> [PROBLEM STATEMENT]:
Only the lines from the one with "requests containing this" to the end of the records are wanted, each repeated exactly, both ends included.

[[ RECORDS TO USE, beginning ]]

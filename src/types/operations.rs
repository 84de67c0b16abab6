/* This Source Code Form is subject to the terms of the Mozilla Public
 * License, v. 2.0. If a copy of the MPL was not distributed with this
 * file, You can obtain one at http://mozilla.org/MPL/2.0/. */

use serde::de::DeserializeOwned;

use crate::{types::sealed, xml::XmlSerialize};

/// A marker trait for EWS operations.
///
/// Types implementing this trait may appear in requests to EWS as the operation
/// to be performed.
pub trait Operation: XmlSerialize + sealed::EnvelopeBodyContents + std::fmt::Debug {
    /// The structure returned by EWS in response to requests containing this
    /// operation.
    type Response: OperationResponse;
}

/// A marker trait for EWS operation responses.
///
/// Types implementing this trait may appear in responses from EWS after
/// requesting an operation be performed.
pub trait OperationResponse:
    DeserializeOwned + sealed::EnvelopeBodyContents + std::fmt::Debug
{
}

[[ RECORDS TO USE, end ]]

> [WRITTEN SOLUTION]:
    /// The structure returned by EWS in response to requests containing this
    /// operation.
    type Response: OperationResponse;
}

/// A marker trait for EWS operation responses.
///
/// Types implementing this trait may appear in responses from EWS after
/// requesting an operation be performed.
pub trait OperationResponse:
    DeserializeOwned + sealed::EnvelopeBodyContents + std::fmt::Debug
{
}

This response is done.